**Exercise**
Please repeat exactly the lines below from the one containing "pub fn min_fresh(seconds: u64)" down to the one containing "pub fn must_revalidate()", both included, and nothing else.
_ _ _ _ _ _ _
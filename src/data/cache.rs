/// Directive of the `Cache-Control` header.
#[derive(Clone, Debug, PartialEq, Eq, Hash)]
pub struct CacheDirective {
    pub name: String,
    pub value: Option<String>,
    /// The value is a number of seconds, written without quotes.
    pub digit: bool,
}

impl CacheDirective {
    #[inline]
    pub fn new(name: impl Into<String>, value: Option<String>, digit: bool) -> Self {
        Self {
            name: name.into(),
            value,
            digit,
        }
    }

    #[inline]
    pub fn flag(name: impl Into<String>) -> Self {
        Self::new(name, None, false)
    }

    fn seconds(name: &str, seconds: u64) -> Self {
        let mut buf = itoa::Buffer::new();
        Self::new(name, Some(buf.format(seconds).to_owned()), true)
    }

    fn field_names(name: &str, fields: &[&str]) -> Self {
        if fields.is_empty() {
            Self::flag(name)
        } else {
            Self::new(name, Some(fields.join(", ")), false)
        }
    }

    pub fn max_age(seconds: u64) -> Self {
        Self::seconds("max-age", seconds)
    }

    /// `max-stale`, with no value accepting a response of any staleness.
    pub fn max_stale(seconds: Option<u64>) -> Self {
        match seconds {
            Some(seconds) => Self::seconds("max-stale", seconds),
            None => Self::flag("max-stale"),
        }
    }

    pub fn min_fresh(seconds: u64) -> Self {
        Self::seconds("min-fresh", seconds)
    }

    pub fn shared_max_age(seconds: u64) -> Self {
        Self::seconds("s-maxage", seconds)
    }

    pub fn must_revalidate() -> Self {
        Self::flag("must-revalidate")
    }

    pub fn proxy_must_revalidate() -> Self {
        Self::flag("proxy-revalidate")
    }

    /// `no-cache`, optionally restricted to the given header fields.
    pub fn no_cache(fields: &[&str]) -> Self {
        Self::field_names("no-cache", fields)
    }

    pub fn no_store() -> Self {
        Self::flag("no-store")
    }

    pub fn no_transform() -> Self {
        Self::flag("no-transform")
    }

    pub fn only_if_cached() -> Self {
        Self::flag("only-if-cached")
    }

    /// `private`, optionally restricted to the given header fields.
    pub fn private(fields: &[&str]) -> Self {
        Self::field_names("private", fields)
    }

    pub fn public() -> Self {
        Self::flag("public")
    }
}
_ _ _ _ _ _ _
**Response**
    pub fn min_fresh(seconds: u64) -> Self {
        Self::seconds("min-fresh", seconds)
    }

    pub fn shared_max_age(seconds: u64) -> Self {
        Self::seconds("s-maxage", seconds)
    }

    pub fn must_revalidate() -> Self {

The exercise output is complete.